NCERT Exemplar Solutions
Class 10 - Mathematics - CHAPTER 8: Introduction to Trignometry and Its Applications - Exercise 8.1Question 7
Class 10 - Mathematics - CHAPTER 8: Introduction to Trignometry and Its Applications - Exercise 8.1
Question. 7
If \(\cos9\alpha=\sin\alpha\) and \(9\alpha<90^\circ\), then the value of \(\tan5\alpha\) is
\(\dfrac{1}{\sqrt{3}}\)
\(\sqrt{3}\)
1
0
Handwritten Notes
Video Explanation:
Detailed Answer with Explanation:
Step 1: Recall the trigonometric identity: \(\sin\theta = \cos(90^\circ - \theta)\).
Step 2: In the question, we are given \(\cos 9\alpha = \sin \alpha\). Using the identity, replace \(\sin\alpha\) by \(\cos(90^\circ - \alpha)\).

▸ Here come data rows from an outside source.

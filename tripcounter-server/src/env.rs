use once_cell::sync::Lazy;
use std::fmt;
use std::path::PathBuf;
use std::str::FromStr;
use std::time::Duration;

use tripcounter_common::gateway::RetryPolicy;

pub static CONF: Lazy<Config> = Lazy::new(|| Config::from_env().expect("Failed to load config"));

const LOG_LEVEL_VAR: &str = "TRIPCOUNTER_LOG_LEVEL";
const DATA_DIR_VAR: &str = "TRIPCOUNTER_DATA_DIR";
const ACTIX_WORKER_COUNT_VAR: &str = "TRIPCOUNTER_ACTIX_WORKER_COUNT";
const TABLE_OPEN_MAX_ATTEMPTS_VAR: &str = "TRIPCOUNTER_TABLE_OPEN_MAX_ATTEMPTS";
const TABLE_OPEN_BACKOFF_MS_VAR: &str = "TRIPCOUNTER_TABLE_OPEN_BACKOFF_MS";

pub struct Config {
    pub log_level: String,
    // None selects the in-memory table backend
    pub data_dir: Option<PathBuf>,
    pub actix_worker_count: usize,
    pub table_open_max_attempts: u32,
    pub table_open_backoff: Duration,
}

impl Config {
    pub fn from_env() -> Result<Config, ConfigError> {
        let conf = Config {
            log_level: env_var_or(LOG_LEVEL_VAR, String::from("info")),
            data_dir: std::env::var(DATA_DIR_VAR).ok().map(PathBuf::from),
            actix_worker_count: env_var_or(ACTIX_WORKER_COUNT_VAR, num_cpus::get()),
            table_open_max_attempts: env_var_or(TABLE_OPEN_MAX_ATTEMPTS_VAR, 3),
            table_open_backoff: Duration::from_millis(env_var_or(TABLE_OPEN_BACKOFF_MS_VAR, 250)),
        };

        if conf.actix_worker_count == 0 {
            return Err(ConfigError::InvalidVar(ACTIX_WORKER_COUNT_VAR));
        }

        if conf.table_open_max_attempts == 0 {
            return Err(ConfigError::InvalidVar(TABLE_OPEN_MAX_ATTEMPTS_VAR));
        }

        Ok(conf)
    }

    pub fn retry_policy(&self) -> RetryPolicy {
        RetryPolicy {
            max_attempts: self.table_open_max_attempts,
            initial_backoff: self.table_open_backoff,
        }
    }
}

/// One-shot report of which config vars are set, run from `main` before the
/// server starts.
pub fn startup_report() {
    for var in [
        LOG_LEVEL_VAR,
        DATA_DIR_VAR,
        ACTIX_WORKER_COUNT_VAR,
        TABLE_OPEN_MAX_ATTEMPTS_VAR,
        TABLE_OPEN_BACKOFF_MS_VAR,
    ] {
        match std::env::var(var) {
            Ok(_) => log::info!("{var}: set"),
            Err(_) => log::info!("{var}: not set (using default)"),
        }
    }
}

fn env_var_or<T: FromStr>(key: &'static str, default: T) -> T {
    let Ok(var) = std::env::var(key) else {
        return default;
    };

    var.parse().unwrap_or(default)
}

#[derive(Clone, Copy, Debug)]
pub enum ConfigError {
    InvalidVar(&'static str),
}

impl std::error::Error for ConfigError {}

impl fmt::Display for ConfigError {
    fn fmt(&self, f: &mut fmt::Formatter<'_>) -> fmt::Result {
        match self {
            Self::InvalidVar(key) => write!(f, "Environment variable '{}' is invalid", key),
        }
    }
}
//! Day-of-week trip bonus rules.
//!
//! Each weekday maps to a tier table of (trip-count threshold, payout).
//! Thresholds stack: every threshold the day's trip count meets pays out,
//! not just the highest one. A Monday with 21 trips earns 16 + 9 + 12 = 37.
//! The stacking is intentional and load-bearing for payouts.

use chrono::{Datelike, NaiveDate, Weekday};

use crate::models::round2;

/// Monday through Thursday. Threshold -> payout, ascending.
pub const TIER_A: &[(u32, f64)] = &[(13, 16.0), (17, 9.0), (21, 12.0), (25, 16.0)];

/// Friday and Saturday.
pub const TIER_B: &[(u32, f64)] = &[(13, 15.0), (17, 10.0), (21, 13.0), (25, 15.0)];

/// Sunday.
pub const TIER_C: &[(u32, f64)] = &[(12, 14.0), (16, 10.0), (19, 11.0), (23, 14.0)];

pub fn tier_for(weekday: Weekday) -> &'static [(u32, f64)] {
    match weekday {
        Weekday::Mon | Weekday::Tue | Weekday::Wed | Weekday::Thu => TIER_A,
        Weekday::Fri | Weekday::Sat => TIER_B,
        Weekday::Sun => TIER_C,
    }
}

/// Cumulative bonus payable for `date` given that day's trip count.
pub fn compute_bonus(date: NaiveDate, trip_count: u32) -> f64 {
    let bonus = tier_for(date.weekday())
        .iter()
        .filter(|(threshold, _)| trip_count >= *threshold)
        .map(|(_, payout)| payout)
        .sum();

    round2(bonus)
}
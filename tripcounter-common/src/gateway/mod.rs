use async_trait::async_trait;
use std::collections::HashMap;
use std::fmt;
use std::time::Duration;

pub mod file;
pub mod memory;

pub use file::FileGateway;
pub use memory::MemoryGateway;

/// A row as the gateway hands it back: column name to raw cell text. Typed
/// parsing happens at the model boundary, never here.
pub type Row = HashMap<String, String>;

/// Static description of a table: a stable key (used for addressing in every
/// backend) and the exact header row.
#[derive(Debug, Clone, Copy, PartialEq, Eq)]
pub struct TableSpec {
    pub key: &'static str,
    pub headers: &'static [&'static str],
}

/// Handle returned by `ensure_table`. Carries the spec so row maps can be
/// built without re-reading the header row on every call.
#[derive(Debug, Clone, Copy)]
pub struct TableHandle {
    pub spec: &'static TableSpec,
}

/// Abstract two-dimensional row store with a header row.
///
/// Row indices are 1-based with the header occupying row 1, so data row `i`
/// (0-based, as returned by `read_all_rows`) lives at physical row `i + 2`.
#[async_trait]
pub trait TableGateway: Send + Sync {
    /// Opens the named table, creating it with the spec's header row if it
    /// does not exist. An existing table whose header row does not match the
    /// spec column-for-column is a fatal configuration error.
    async fn ensure_table(&self, spec: &'static TableSpec) -> Result<TableHandle, GatewayError>;

    async fn read_all_rows(&self, table: &TableHandle) -> Result<Vec<Row>, GatewayError>;

    async fn append_row(&self, table: &TableHandle, values: &[String]) -> Result<(), GatewayError>;

    async fn update_cell(
        &self,
        table: &TableHandle,
        row_index: usize,
        column_index: usize,
        value: &str,
    ) -> Result<(), GatewayError>;

    async fn update_row(
        &self,
        table: &TableHandle,
        row_index: usize,
        values: &[String],
    ) -> Result<(), GatewayError>;
}

/// Retry policy for `open_table`. This is the one retry policy in the
/// system; row-level operations are never retried.
#[derive(Debug, Clone, Copy)]
pub struct RetryPolicy {
    pub max_attempts: u32,
    pub initial_backoff: Duration,
}

impl Default for RetryPolicy {
    fn default() -> Self {
        Self {
            max_attempts: 3,
            initial_backoff: Duration::from_millis(250),
        }
    }
}

/// Opens a table with bounded exponential backoff. Header mismatches are
/// configuration errors and surface immediately; only transient open
/// failures are retried.
pub async fn open_table(
    gateway: &dyn TableGateway,
    spec: &'static TableSpec,
    retry: RetryPolicy,
) -> Result<TableHandle, GatewayError> {
    let mut backoff = retry.initial_backoff;
    let mut attempt = 1;

    loop {
        match gateway.ensure_table(spec).await {
            Ok(handle) => return Ok(handle),
            Err(e @ GatewayError::HeaderMismatch { .. }) => return Err(e),
            Err(e) => {
                if attempt >= retry.max_attempts {
                    return Err(e);
                }

                log::warn!(
                    "Failed to open table '{}' (attempt {attempt}): {e}. Retrying...",
                    spec.key
                );

                tokio::time::sleep(backoff).await;
                backoff *= 2;
                attempt += 1;
            }
        }
    }
}

#[derive(Debug)]
pub enum GatewayError {
    OpenFailure(String),
    HeaderMismatch {
        table: &'static str,
        expected: Vec<String>,
        found: Vec<String>,
    },
    RowOutOfBounds {
        table: &'static str,
        row_index: usize,
    },
    ColumnOutOfBounds {
        table: &'static str,
        column_index: usize,
    },
    Backend(String),
}

impl std::error::Error for GatewayError {}

impl fmt::Display for GatewayError {
    fn fmt(&self, f: &mut fmt::Formatter<'_>) -> fmt::Result {
        match self {
            GatewayError::OpenFailure(e) => {
                write!(f, "GatewayError: Failed to open table: {e}")
            }
            GatewayError::HeaderMismatch {
                table,
                expected,
                found,
            } => {
                write!(
                    f,
                    "GatewayError: Header row of table '{table}' does not match the expected \
                     schema (expected {expected:?}, found {found:?})"
                )
            }
            GatewayError::RowOutOfBounds { table, row_index } => {
                write!(
                    f,
                    "GatewayError: Row {row_index} is out of bounds for table '{table}'"
                )
            }
            GatewayError::ColumnOutOfBounds {
                table,
                column_index,
            } => {
                write!(
                    f,
                    "GatewayError: Column {column_index} is out of bounds for table '{table}'"
                )
            }
            GatewayError::Backend(e) => {
                write!(f, "GatewayError: Backend failure: {e}")
            }
        }
    }
}

pub(crate) fn row_from_values(spec: &TableSpec, values: &[String]) -> Row {
    spec.headers
        .iter()
        .enumerate()
        .map(|(i, header)| {
            let value = values.get(i).cloned().unwrap_or_default();
            (String::from(*header), value)
        })
        .collect()
}

/// Pads or truncates `values` to the table's column count.
pub(crate) fn normalize_values(spec: &TableSpec, values: &[String]) -> Vec<String> {
    let mut normalized = Vec::with_capacity(spec.headers.len());

    for i in 0..spec.headers.len() {
        normalized.push(values.get(i).cloned().unwrap_or_default());
    }

    normalized
}

/// Maps a 1-based physical row index (header = row 1) to the 0-based data
/// row index, or `None` if the index points at the header or below it.
pub(crate) fn data_index(row_index: usize) -> Option<usize> {
    row_index.checked_sub(2)
}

So, \(\cos 9\alpha = \cos(90^\circ - \alpha)\).
Step 3: If two cos values are equal, their angles must also be equal (as long as both lie in the given range). Hence, \(9\alpha = 90^\circ - \alpha\).
Step 4: Solve for \(\alpha\):
\(9\alpha + \alpha = 90^\circ\)
\(10\alpha = 90^\circ\)
\(\alpha = 9^\circ\)
Step 5: Now we need \(\tan 5\alpha\).
Substitute \(\alpha = 9^\circ\):
\(\tan 5\alpha = \tan(5 \times 9^\circ) = \tan 45^\circ\).
Step 6: We know \(\tan 45^\circ = 1\).
Final Answer: \(\tan 5\alpha = 1\).